### Dataset records
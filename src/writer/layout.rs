use chrono::{Local, NaiveDate};
use log::info;
use serde::Serialize;
use std::path::{Path, PathBuf};

use super::tsv::{table_to_string, write_atomically};
use super::{InvestigationFile, WriterError};
use crate::metadata::StudyDesign;
use crate::table::{normalize_identifier, TableError};

/// File names of an ISA-Tab directory
#[derive(Debug, Clone, PartialEq, Eq, Serialize)]
pub struct IsaTabLayout {
    /// Investigation file name
    pub investigation: String,
    /// Sample sheet file name
    pub study: String,
    /// Assay sheet file name
    pub assay: String,
}

impl IsaTabLayout {
    /// Name of the investigation file
    pub const INVESTIGATION_FILE: &'static str = "i_Investigation.txt";

    /// File names for an experiment
    ///
    /// The experiment name is normalized like a sample identifier, and
    /// whitespace and path separators are replaced by underscores.
    pub fn for_experiment(experiment_name: &str) -> Result<Self, WriterError> {
        let stem: String = normalize_identifier(experiment_name)
            .map_err(|e| match e {
                TableError::InvalidIdentifier { reason, .. } => WriterError::InvalidExperimentName {
                    name: experiment_name.to_string(),
                    reason,
                },
                other => WriterError::TableError(other),
            })?
            .chars()
            .map(|c| if c.is_whitespace() || c == '/' || c == '\\' { '_' } else { c })
            .collect();

        Ok(Self {
            investigation: Self::INVESTIGATION_FILE.to_string(),
            study: format!("s_{}.txt", stem),
            assay: format!("a_{}_transcription_profiling_nucleotide_sequencing.txt", stem),
        })
    }

    /// Full paths of the three files inside `dir`, investigation first
    pub fn paths(&self, dir: &Path) -> [PathBuf; 3] {
        [
            dir.join(&self.investigation),
            dir.join(&self.study),
            dir.join(&self.assay),
        ]
    }
}

/// Options for [`write_isatab`]
#[derive(Debug, Clone, Default)]
pub struct WriteOptions {
    /// Replace existing files instead of failing
    pub overwrite: bool,
    /// Submission date for the investigation file (defaults to today)
    pub submission_date: Option<NaiveDate>,
}

/// What [`write_isatab`] produced
#[derive(Debug, Clone, Serialize)]
pub struct WriteSummary {
    /// Output directory
    pub directory: PathBuf,
    /// Files written, investigation first
    pub files: Vec<PathBuf>,
    /// Number of samples (rows per sheet)
    pub sample_count: usize,
    /// Number of columns of the sample sheet
    pub sample_columns: usize,
    /// Number of columns of the assay sheet
    pub assay_columns: usize,
}

/// Generate both sheets and the investigation file and write them to `dir`
///
/// Everything is generated and rendered before the first file is touched:
/// an invalid sample identifier, a malformed column group or an existing
/// file (without `overwrite`) leaves the directory unchanged.
pub fn write_isatab<P: AsRef<Path>>(
    dir: P,
    study: &StudyDesign,
    options: &WriteOptions,
) -> Result<WriteSummary, WriterError> {
    let dir = dir.as_ref();
    let layout = IsaTabLayout::for_experiment(&study.experiment_name)?;
    let sheets = study.build_sheets()?;

    let date = options
        .submission_date
        .unwrap_or_else(|| Local::now().date_naive());
    let investigation = InvestigationFile::for_study(study, &layout, date).render()?;
    let sample = table_to_string(&sheets.sample)?;
    let assay = table_to_string(&sheets.assay)?;

    let paths = layout.paths(dir);
    if !options.overwrite {
        if let Some(existing) = paths.iter().find(|p| p.exists()) {
            return Err(WriterError::AlreadyExists(existing.clone()));
        }
    }

    std::fs::create_dir_all(dir)?;
    for (path, contents) in paths.iter().zip([&investigation, &sample, &assay]) {
        write_atomically(path, contents.as_bytes())?;
        info!("Wrote {}", path.display());
    }

    Ok(WriteSummary {
        directory: dir.to_path_buf(),
        files: paths.to_vec(),
        sample_count: sheets.sample.len(),
        sample_columns: sheets.sample.width(),
        assay_columns: sheets.assay.width(),
    })
}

### What you are asked to do
Reproduce, please, every line of the records above without alteration.

### Answer space
filename src/writer/layout.rs
use chrono::{Local, NaiveDate};
use log::info;
use serde::Serialize;
use std::path::{Path, PathBuf};

use super::tsv::{table_to_string, write_atomically};
use super::{InvestigationFile, WriterError};
use crate::metadata::StudyDesign;
use crate::table::{normalize_identifier, TableError};

/// File names of an ISA-Tab directory
#[derive(Debug, Clone, PartialEq, Eq, Serialize)]
pub struct IsaTabLayout {
    /// Investigation file name
    pub investigation: String,
    /// Sample sheet file name
    pub study: String,
    /// Assay sheet file name
    pub assay: String,
}

impl IsaTabLayout {
    /// Name of the investigation file
    pub const INVESTIGATION_FILE: &'static str = "i_Investigation.txt";

    /// File names for an experiment
    ///
    /// The experiment name is normalized like a sample identifier, and
    /// whitespace and path separators are replaced by underscores.
    pub fn for_experiment(experiment_name: &str) -> Result<Self, WriterError> {
        let stem: String = normalize_identifier(experiment_name)
            .map_err(|e| match e {
                TableError::InvalidIdentifier { reason, .. } => WriterError::InvalidExperimentName {
                    name: experiment_name.to_string(),
                    reason,
                },
                other => WriterError::TableError(other),
            })?
            .chars()
            .map(|c| if c.is_whitespace() || c == '/' || c == '\\' { '_' } else { c })
            .collect();

        Ok(Self {
            investigation: Self::INVESTIGATION_FILE.to_string(),
            study: format!("s_{}.txt", stem),
            assay: format!("a_{}_transcription_profiling_nucleotide_sequencing.txt", stem),
        })
    }

    /// Full paths of the three files inside `dir`, investigation first
    pub fn paths(&self, dir: &Path) -> [PathBuf; 3] {
        [
            dir.join(&self.investigation),
            dir.join(&self.study),
            dir.join(&self.assay),
        ]
    }
}

/// Options for [`write_isatab`]
#[derive(Debug, Clone, Default)]
pub struct WriteOptions {
    /// Replace existing files instead of failing
    pub overwrite: bool,
    /// Submission date for the investigation file (defaults to today)
    pub submission_date: Option<NaiveDate>,
}

/// What [`write_isatab`] produced
#[derive(Debug, Clone, Serialize)]
pub struct WriteSummary {
    /// Output directory
    pub directory: PathBuf,
    /// Files written, investigation first
    pub files: Vec<PathBuf>,
    /// Number of samples (rows per sheet)
    pub sample_count: usize,
    /// Number of columns of the sample sheet
    pub sample_columns: usize,
    /// Number of columns of the assay sheet
    pub assay_columns: usize,
}

/// Generate both sheets and the investigation file and write them to `dir`
///
/// Everything is generated and rendered before the first file is touched:
/// an invalid sample identifier, a malformed column group or an existing
/// file (without `overwrite`) leaves the directory unchanged.
pub fn write_isatab<P: AsRef<Path>>(
    dir: P,
    study: &StudyDesign,
    options: &WriteOptions,
) -> Result<WriteSummary, WriterError> {
    let dir = dir.as_ref();
    let layout = IsaTabLayout::for_experiment(&study.experiment_name)?;
    let sheets = study.build_sheets()?;

    let date = options
        .submission_date
        .unwrap_or_else(|| Local::now().date_naive());
    let investigation = InvestigationFile::for_study(study, &layout, date).render()?;
    let sample = table_to_string(&sheets.sample)?;
    let assay = table_to_string(&sheets.assay)?;

    let paths = layout.paths(dir);
    if !options.overwrite {
        if let Some(existing) = paths.iter().find(|p| p.exists()) {
            return Err(WriterError::AlreadyExists(existing.clone()));
        }
    }

    std::fs::create_dir_all(dir)?;
    for (path, contents) in paths.iter().zip([&investigation, &sample, &assay]) {
        write_atomically(path, contents.as_bytes())?;
        info!("Wrote {}", path.display());
    }

    Ok(WriteSummary {
        directory: dir.to_path_buf(),
        files: paths.to_vec(),
        sample_count: sheets.sample.len(),
        sample_columns: sheets.sample.width(),
        assay_columns: sheets.assay.width(),
    })
}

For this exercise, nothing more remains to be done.